Why do you want to be with her? What do you love about her? How long did you date before you got married?

Have you read anything about the normal cycle of healthy relationships? That early 'infatuation' period (you know, where you eat and breathe the other person, and they are perfect, and you dream about your perfect life together) DOES NOT LAST. Even in healthy relationships. Conflict is NORMAL and HEALTHY in any relationship. The difference is how you HANDLE the conflict. And you do not have skills to handle conflict well.
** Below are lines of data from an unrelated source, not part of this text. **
use crate::semantic::{DEFAULT_MODEL_ID, embed_text_local};

use super::{EmbeddingClient, ServiceResult};

/// Offline embedder backed by the hashed bag-of-words projection.
#[derive(Debug, Clone)]
pub struct LocalHashEmbedder {
    dimensions: usize,
}

impl LocalHashEmbedder {
    pub fn new(dimensions: usize) -> Self {
        Self { dimensions }
    }
}

impl EmbeddingClient for LocalHashEmbedder {
    fn model_id(&self) -> &str {
        DEFAULT_MODEL_ID
    }

    fn embed_batch(&self, texts: &[&str]) -> ServiceResult<Vec<Vec<f32>>> {
        Ok(texts
            .iter()
            .map(|text| embed_text_local(text, self.dimensions))
            .collect())
    }
}
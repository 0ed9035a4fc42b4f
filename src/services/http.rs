use std::time::Duration;

use anyhow::{Context, Result};
use reqwest::StatusCode;
use reqwest::blocking::Client;
use serde::de::DeserializeOwned;
use serde::{Deserialize, Serialize};
use tracing::debug;

use crate::cli::ServiceArgs;

use super::{ChatMessage, CompletionClient, EmbeddingClient, ServiceError, ServiceResult};

/// Minimal OpenAI-compatible JSON client shared by the embedding and
/// completion clients.
#[derive(Clone)]
pub struct ApiClient {
    http: Client,
    base_url: String,
    api_key: Option<String>,
}

#[derive(Debug, Deserialize)]
struct ApiErrorBody {
    error: ApiErrorDetail,
}

#[derive(Debug, Deserialize)]
struct ApiErrorDetail {
    message: String,
}

impl ApiClient {
    pub fn new(base_url: &str, api_key: Option<String>, timeout: Duration) -> Result<Self> {
        let http = Client::builder()
            .timeout(timeout)
            .build()
            .context("failed to build http client")?;

        Ok(Self {
            http,
            base_url: base_url.trim_end_matches('/').to_string(),
            api_key,
        })
    }

    pub fn from_args(service: &ServiceArgs) -> Result<Self> {
        Self::new(
            &service.api_base,
            service.resolved_api_key(),
            Duration::from_secs(service.request_timeout_seconds.max(1)),
        )
    }

    fn post_json<Req, Res>(
        &self,
        service: &'static str,
        endpoint: &str,
        body: &Req,
    ) -> ServiceResult<Res>
    where
        Req: Serialize,
        Res: DeserializeOwned,
    {
        let url = format!("{}/{}", self.base_url, endpoint);
        let mut request = self.http.post(&url).json(body);
        if let Some(api_key) = &self.api_key {
            request = request.bearer_auth(api_key);
        }

        let response = request.send().map_err(|err| ServiceError::Transient {
            service,
            message: format!("request to {url} failed: {err}"),
        })?;

        let status = response.status();
        if status.is_success() {
            return response.json::<Res>().map_err(|err| ServiceError::InvalidResponse {
                service,
                message: err.to_string(),
            });
        }

        let error_text = response
            .text()
            .unwrap_or_else(|_| "unknown error".to_string());
        let message = serde_json::from_str::<ApiErrorBody>(&error_text)
            .map(|body| body.error.message)
            .unwrap_or(error_text);
        debug!(service, status = status.as_u16(), %message, "service returned error status");

        if is_retryable_status(status) {
            Err(ServiceError::Transient {
                service,
                message: format!("status {}: {message}", status.as_u16()),
            })
        } else {
            Err(ServiceError::Rejected {
                service,
                status: status.as_u16(),
                message,
            })
        }
    }
}

fn is_retryable_status(status: StatusCode) -> bool {
    status == StatusCode::TOO_MANY_REQUESTS
        || status == StatusCode::REQUEST_TIMEOUT
        || status.is_server_error()
}

impl std::fmt::Debug for ApiClient {
    fn fmt(&self, f: &mut std::fmt::Formatter<'_>) -> std::fmt::Result {
        f.debug_struct("ApiClient")
            .field("base_url", &self.base_url)
            .field("api_key", &self.api_key.as_ref().map(|_| "[REDACTED]"))
            .finish()
    }
}

#[derive(Debug, Serialize)]
struct EmbeddingRequest<'a> {
    model: &'a str,
    input: &'a [&'a str],
}

#[derive(Debug, Deserialize)]
struct EmbeddingResponse {
    data: Vec<EmbeddingData>,
}

#[derive(Debug, Deserialize)]
struct EmbeddingData {
    #[serde(default)]
    index: Option<usize>,
    embedding: Vec<f32>,
}

#[derive(Debug)]
pub struct HttpEmbeddingClient {
    api: ApiClient,
    model: String,
}

impl HttpEmbeddingClient {
    pub fn new(api: ApiClient, model: &str) -> Self {
        Self {
            api,
            model: model.to_string(),
        }
    }
}

impl EmbeddingClient for HttpEmbeddingClient {
    fn model_id(&self) -> &str {
        &self.model
    }

    fn embed_batch(&self, texts: &[&str]) -> ServiceResult<Vec<Vec<f32>>> {
        if texts.is_empty() {
            return Ok(Vec::new());
        }

        let request = EmbeddingRequest {
            model: &self.model,
            input: texts,
        };
        let response: EmbeddingResponse = self.api.post_json("embedding", "embeddings", &request)?;
        order_embeddings(response.data, texts.len())
    }
}

/// Places each returned vector at its declared `index`, falling back to
/// response order when the service omits indices.
fn order_embeddings(data: Vec<EmbeddingData>, expected: usize) -> ServiceResult<Vec<Vec<f32>>> {
    if data.len() != expected {
        return Err(ServiceError::InvalidResponse {
            service: "embedding",
            message: format!("expected {expected} embeddings, received {}", data.len()),
        });
    }

    let mut slots: Vec<Option<Vec<f32>>> = vec![None; expected];
    for (position, item) in data.into_iter().enumerate() {
        let index = item.index.unwrap_or(position);
        let Some(slot) = slots.get_mut(index) else {
            return Err(ServiceError::InvalidResponse {
                service: "embedding",
                message: format!("embedding index {index} out of range"),
            });
        };
        *slot = Some(item.embedding);
    }

    slots
        .into_iter()
        .enumerate()
        .map(|(index, slot)| {
            slot.ok_or_else(|| ServiceError::InvalidResponse {
                service: "embedding",
                message: format!("missing embedding for input {index}"),
            })
        })
        .collect()
}

#[derive(Debug, Serialize)]
struct ChatCompletionRequest<'a> {
    model: &'a str,
    messages: &'a [ChatMessage],
    temperature: f32,
}

#[derive(Debug, Deserialize)]
struct ChatCompletionResponse {
    choices: Vec<ChatChoice>,
}

#[derive(Debug, Deserialize)]
struct ChatChoice {
    message: ChatChoiceMessage,
}

#[derive(Debug, Deserialize)]
struct ChatChoiceMessage {
    #[serde(default)]
    content: Option<String>,
}

#[derive(Debug)]
pub struct HttpCompletionClient {
    api: ApiClient,
    model: String,
}

impl HttpCompletionClient {
    pub fn new(api: ApiClient, model: &str) -> Self {
        Self {
            api,
            model: model.to_string(),
        }
    }
}

impl CompletionClient for HttpCompletionClient {
    fn model_id(&self) -> &str {
        &self.model
    }

    fn complete(&self, messages: &[ChatMessage], temperature: f32) -> ServiceResult<String> {
        let request = ChatCompletionRequest {
            model: &self.model,
            messages,
            temperature,
        };
        let response: ChatCompletionResponse =
            self.api.post_json("completion", "chat/completions", &request)?;

        response
            .choices
            .into_iter()
            .next()
            .and_then(|choice| choice.message.content)
            .ok_or_else(|| ServiceError::InvalidResponse {
                service: "completion",
                message: "response contained no message content".to_string(),
            })
    }
}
The good news is that is something you can LEARN how to do.

Here's the thing that you need to dig deep and think about: In a marriage, both people have the right to be INDIVIDUALS with individual interests and activities. Your W does not exist only to make you happy, or to be exactly the person YOU want her to be. She gets to be her own person. How do you feel about that? How can you respond if she feels or wants to do something differently from you?

You are both so young-- still adolescents, and from the actions you've described, BOTH of you are still trying to figure out who you are-- which is a NORMAL part of adolescence, and can last until you are in your mid-20s, or more!

She makes some VERY valid points for a 21 year old girl. If she was MY daughter, and she felt that way, and her husband had treated her like you did, I would advise her to do exactly what she says she wants and needs to do-- figure out who she is.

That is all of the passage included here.